The performance and stability of hydrogen fuel cells could be improved by operation at elevated temperatures (>100 ), which would provide faster kinetics of the anode and cathode reactions, higher permissible CO levels in the hydrogen feed stream, more effective water management, and efficient heat recovery. However, current industrial proton exchange membranes based on perfluorinated sulfonic acids (PFSAs, e.g., NafionTM) limit hydrogen fuel cell operation to relatively low temperatures (<100 ) and high humidities, which lead otherwise to reduced proton conductivities as the hydrophilic ion-conducting channels dehydrate and become disconnected. We have developed a novel proton-exchange-membrane material based on PFSA-functionalized nanostructured aluminosilica for the operation of hydrogen fuel cells at elevated temperatures (>100 ) and in dry environments. These organic-inorganic hybrid membranes are designed to maintain their proton-conducting channels by exploiting their robust aluminosilica frameworks with interconnected pores that remain open, independent of the extent of hydration, thus sustaining proton-conduction properties at elevated temperatures and low humidities.
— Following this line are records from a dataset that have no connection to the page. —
//! Evaluating a site end to end: extracted events through the health
//! evaluator, the cache and the config store.

use chrono::{DateTime, TimeZone, Utc};
use serde_json::json;
use sitewatch_logs::{Normalizer, TreatmentExtractor};
use sitewatch_sites::{
    Cadence, HealthEvaluator, InMemorySiteCache, JsonConfigStore, SiteCache, SiteConfigPatch,
    SiteConfigStore, SiteMonitorConfig, SiteStatus,
};

fn at(d: u32, h: u32, min: u32) -> DateTime<Utc> {
    Utc.with_ymd_and_hms(2025, 2, d, h, min, 0).unwrap()
}

#[test]
fn friday_afternoon_gap_flags_warning() {
    let raw = vec![
        json!({"timestamp": "2025-02-28T09:40:00Z", "message": "createTreatment: Treatment created successfully for He**** AR**"}),
        json!({"timestamp": "2025-02-28T10:05:00Z", "message": "createTreatment: Treatment created successfully for Jo** Le*"}),
    ];
    let batch = Normalizer::new().normalize_batch(raw);
    let report = TreatmentExtractor::new()
        .unwrap()
        .extract("clinic-7", &batch.entries);
    assert_eq!(report.events.len(), 2);

    let evaluator = HealthEvaluator::default();
    let warning = evaluator.summarize("clinic-7", report.events.clone(), at(28, 16, 59));
    assert_eq!(warning.status, SiteStatus::Warning);
    assert_eq!(warning.last_activity_at, Some(at(28, 10, 5)));

    let after_hours = evaluator.summarize("clinic-7", report.events, at(28, 17, 1));
    assert_eq!(after_hours.status, SiteStatus::Active);
}

#[test]
fn refresh_then_persist_status() {
    let dir = tempfile::tempdir().unwrap();
    let store = JsonConfigStore::open(dir.path()).unwrap();
    let cache = InMemorySiteCache::new();
    let config = store
        .add(SiteMonitorConfig::new("Clinic 7", "clinic-7", Cadence::Hourly))
        .unwrap();

    let ticket = cache.begin_refresh(&config.site_id);
    let summary = HealthEvaluator::default().summarize(&config.site_id, Vec::new(), at(27, 10, 16));
    assert!(cache.complete_refresh(ticket, summary.treatments.clone(), summary.evaluated_at));
    assert_eq!(cache.get(&config.site_id).unwrap().stored_at, at(27, 10, 16));

    let now = summary.evaluated_at;
    let updated = store
        .update(
            &config.id,
            &SiteConfigPatch::new()
                .status(summary.status)
                .ran(now, config.cadence.next_run_after(now)),
        )
        .unwrap();

    assert_eq!(updated.status, SiteStatus::Inactive);
    assert_eq!(updated.next_run_at, Some(at(27, 11, 0)));
    assert!(!updated.is_due(at(27, 10, 59)));
    assert_eq!(cache.get("clinic-7").unwrap().events.len(), 0);
}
The mesoporous membranes are synthesized by using block copolymers to direct the formation of cubic mesostructured silica films, which are subsequently functionalized with aluminosilica and PFSA species. Molecular, mesoscopic, and macroscopic properties of the multiply-functionalized films have been characterized and correlated at each stage of the syntheses by NMR, small-angle X-ray and neutron scattering, transmission electron microscopy, elemental analysis, adsorption, and conductivity measurements. The resulting materials have a novel combination of stable mesopores, high hydrophilicities, and maintain high proton conductivities at elevated temperatures and under low humidity conditions.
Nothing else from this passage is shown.